• **Extracted material**
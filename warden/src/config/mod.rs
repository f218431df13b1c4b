//! Daemon configuration.
//!
//! Settings come from a TOML file with `[supervisor]`, `[notification]`,
//! `[restart]`, `[[probes]]` and `[logging]` sections, followed by a small
//! set of environment overrides. See [`loader`] for the lookup order.

pub mod loader;

pub use loader::{ConfigSource, load, resolve_path};

use std::collections::HashSet;
use std::path::PathBuf;
use std::time::Duration;

use chrono::NaiveTime;
use serde::{Deserialize, Serialize};

use crate::notification::{ChannelConfig, NotifierConfig};
use crate::policy::PolicyConfig;
use crate::probe::ProbeConfig;
use crate::restart::RestartConfig;
use crate::scheduler::{DigestConfig, SchedulerConfig};
use crate::{Error, Result};

/// Format of `digest_time`.
pub const DIGEST_TIME_FORMAT: &str = "%H:%M";

/// Upper bound for every `*_secs` setting (one year).
pub const MAX_DURATION_SECS: u64 = 365 * 24 * 60 * 60;

/// Complete daemon configuration.
#[derive(Debug, Clone, Default, Serialize, Deserialize)]
#[serde(default)]
pub struct WardenConfig {
    pub supervisor: SupervisorSettings,
    pub notification: NotificationSettings,
    pub restart: RestartConfig,
    pub probes: Vec<ProbeConfig>,
    pub logging: LogSettings,
}

/// `[supervisor]` section.
#[derive(Debug, Clone, Serialize, Deserialize)]
#[serde(default)]
pub struct SupervisorSettings {
    pub tick_interval_secs: u64,
    /// Default per-probe deadline; must be shorter than the tick interval.
    pub probe_timeout_secs: u64,
    pub failure_threshold: u32,
    pub restart_cooldown_secs: u64,
    pub alert_rate_limit_secs: u64,
    /// Local time of day, `HH:MM`.
    pub digest_time: String,
    pub notify_on_recovery: bool,
    pub status_file: Option<PathBuf>,
    pub shutdown_timeout_secs: u64,
}

impl Default for SupervisorSettings {
    fn default() -> Self {
        Self {
            tick_interval_secs: 300,
            probe_timeout_secs: 30,
            failure_threshold: 3,
            restart_cooldown_secs: 600,
            alert_rate_limit_secs: 3600,
            digest_time: "08:00".to_string(),
            notify_on_recovery: true,
            status_file: None,
            shutdown_timeout_secs: 30,
        }
    }
}

/// `[notification]` section.
#[derive(Debug, Clone, Serialize, Deserialize)]
#[serde(default)]
pub struct NotificationSettings {
    pub operator_address: String,
    pub subject_prefix: String,
    pub queue_capacity: usize,
    pub send_timeout_secs: u64,
    pub channels: Vec<ChannelConfig>,
}

impl Default for NotificationSettings {
    fn default() -> Self {
        Self {
            operator_address: String::new(),
            subject_prefix: "[warden]".to_string(),
            queue_capacity: 256,
            send_timeout_secs: 30,
            channels: Vec::new(),
        }
    }
}

/// `[logging]` section.
#[derive(Debug, Clone, Serialize, Deserialize)]
#[serde(default)]
pub struct LogSettings {
    pub dir: String,
    /// Filter directive; falls back to `RUST_LOG`, then the built-in default.
    pub filter: Option<String>,
    /// Write JSON lines to the log file instead of text.
    pub json: bool,
}

impl Default for LogSettings {
    fn default() -> Self {
        Self {
            dir: "logs".to_string(),
            filter: None,
            json: false,
        }
    }
}

impl WardenConfig {
    /// Parse a TOML document.
    pub fn from_toml(content: &str) -> Result<Self> {
        Ok(toml::from_str(content)?)
    }

    /// Apply `WARDEN_*` overrides using `lookup` to read variables.
    pub fn apply_env_overrides(&mut self, lookup: impl Fn(&str) -> Option<String>) -> Result<()> {
        if let Some(value) = lookup("WARDEN_TICK_INTERVAL_SECS") {
            self.supervisor.tick_interval_secs = parse_env("WARDEN_TICK_INTERVAL_SECS", &value)?;
        }
        if let Some(value) = lookup("WARDEN_FAILURE_THRESHOLD") {
            self.supervisor.failure_threshold = parse_env("WARDEN_FAILURE_THRESHOLD", &value)?;
        }
        if let Some(value) = lookup("WARDEN_OPERATOR_ADDRESS")
            && !value.trim().is_empty()
        {
            self.notification.operator_address = value.trim().to_string();
        }
        if let Some(value) = lookup("WARDEN_LOG_FILTER")
            && !value.trim().is_empty()
        {
            self.logging.filter = Some(value.trim().to_string());
        }
        Ok(())
    }

    /// Reject configurations the supervisor cannot run with.
    pub fn validate(&self) -> Result<()> {
        let s = &self.supervisor;
        if s.tick_interval_secs == 0 {
            return Err(Error::config("supervisor.tick_interval_secs must be greater than 0"));
        }
        if s.probe_timeout_secs == 0 || s.probe_timeout_secs >= s.tick_interval_secs {
            return Err(Error::config(format!(
                "supervisor.probe_timeout_secs ({}) must be between 1 and tick_interval_secs ({})",
                s.probe_timeout_secs, s.tick_interval_secs
            )));
        }
        if s.failure_threshold == 0 {
            return Err(Error::config("supervisor.failure_threshold must be at least 1"));
        }
        if s.shutdown_timeout_secs == 0 {
            return Err(Error::config("supervisor.shutdown_timeout_secs must be greater than 0"));
        }
        for (key, value) in [
            ("supervisor.tick_interval_secs", s.tick_interval_secs),
            ("supervisor.restart_cooldown_secs", s.restart_cooldown_secs),
            ("supervisor.alert_rate_limit_secs", s.alert_rate_limit_secs),
            ("supervisor.shutdown_timeout_secs", s.shutdown_timeout_secs),
            ("notification.send_timeout_secs", self.notification.send_timeout_secs),
        ] {
            check_max(key, value)?;
        }
        self.digest_time()?;

        let mut names = HashSet::new();
        for probe in &self.probes {
            let name = probe.name().trim();
            if name.is_empty() {
                return Err(Error::config(format!("a {} probe has an empty name", probe.kind())));
            }
            if !names.insert(name) {
                return Err(Error::config(format!("duplicate probe name '{}'", name)));
            }
            if let Some(timeout) = probe.timeout_secs()
                && (timeout == 0 || timeout >= s.tick_interval_secs)
            {
                return Err(Error::config(format!(
                    "probe '{}' timeout_secs ({}) must be between 1 and tick_interval_secs ({})",
                    name, timeout, s.tick_interval_secs
                )));
            }
        }

        let needs_address = self
            .notification
            .channels
            .iter()
            .any(|c| c.is_enabled() && c.uses_operator_address());
        if needs_address && self.notification.operator_address.trim().is_empty() {
            return Err(Error::config(
                "notification.operator_address is required when an email channel is enabled",
            ));
        }

        Ok(())
    }

    /// Parsed `digest_time`.
    pub fn digest_time(&self) -> Result<NaiveTime> {
        NaiveTime::parse_from_str(self.supervisor.digest_time.trim(), DIGEST_TIME_FORMAT).map_err(
            |e| {
                Error::config(format!(
                    "supervisor.digest_time '{}' is not HH:MM: {}",
                    self.supervisor.digest_time, e
                ))
            },
        )
    }

    pub fn policy_config(&self) -> Result<PolicyConfig> {
        Ok(PolicyConfig {
            failure_threshold: self.supervisor.failure_threshold,
            restart_cooldown: secs(
                "supervisor.restart_cooldown_secs",
                self.supervisor.restart_cooldown_secs,
            )?,
            notify_on_recovery: self.supervisor.notify_on_recovery,
        })
    }

    pub fn notifier_config(&self) -> Result<NotifierConfig> {
        Ok(NotifierConfig {
            operator_address: self.notification.operator_address.clone(),
            subject_prefix: self.notification.subject_prefix.clone(),
            rate_limit_window: secs(
                "supervisor.alert_rate_limit_secs",
                self.supervisor.alert_rate_limit_secs,
            )?,
            queue_capacity: self.notification.queue_capacity,
            send_timeout: Duration::from_secs(self.notification.send_timeout_secs),
        })
    }

    pub fn scheduler_config(&self) -> SchedulerConfig {
        SchedulerConfig {
            tick_interval: Duration::from_secs(self.supervisor.tick_interval_secs),
            probe_timeout: Duration::from_secs(self.supervisor.probe_timeout_secs),
            status_file: self.supervisor.status_file.clone(),
        }
    }

    pub fn digest_config(&self) -> Result<DigestConfig> {
        Ok(DigestConfig {
            time: self.digest_time()?,
        })
    }

    pub fn shutdown_timeout(&self) -> Duration {
        Duration::from_secs(self.supervisor.shutdown_timeout_secs)
    }
}

fn check_max(key: &str, value: u64) -> Result<()> {
    if value > MAX_DURATION_SECS {
        return Err(Error::config(format!(
            "{} ({}) must not exceed {}",
            key, value, MAX_DURATION_SECS
        )));
    }
    Ok(())
}

fn secs(key: &str, value: u64) -> Result<chrono::Duration> {
    i64::try_from(value)
        .ok()
        .and_then(chrono::Duration::try_seconds)
        .ok_or_else(|| Error::config(format!("{} ({}) is out of range", key, value)))
}

fn parse_env<T: std::str::FromStr>(name: &str, value: &str) -> Result<T>
where
    T::Err: std::fmt::Display,
{
    value
        .trim()
        .parse()
        .map_err(|e| Error::config(format!("{}='{}': {}", name, value, e)))
}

• **Exercise instructions**
The answer is the run of lines above from the line containing "impl Default for LogSettings" through the line containing "pub fn from_toml(content: &str)", copied exactly and alone.

• **Task answer**
impl Default for LogSettings {
    fn default() -> Self {
        Self {
            dir: "logs".to_string(),
            filter: None,
            json: false,
        }
    }
}

impl WardenConfig {
    /// Parse a TOML document.
    pub fn from_toml(content: &str) -> Result<Self> {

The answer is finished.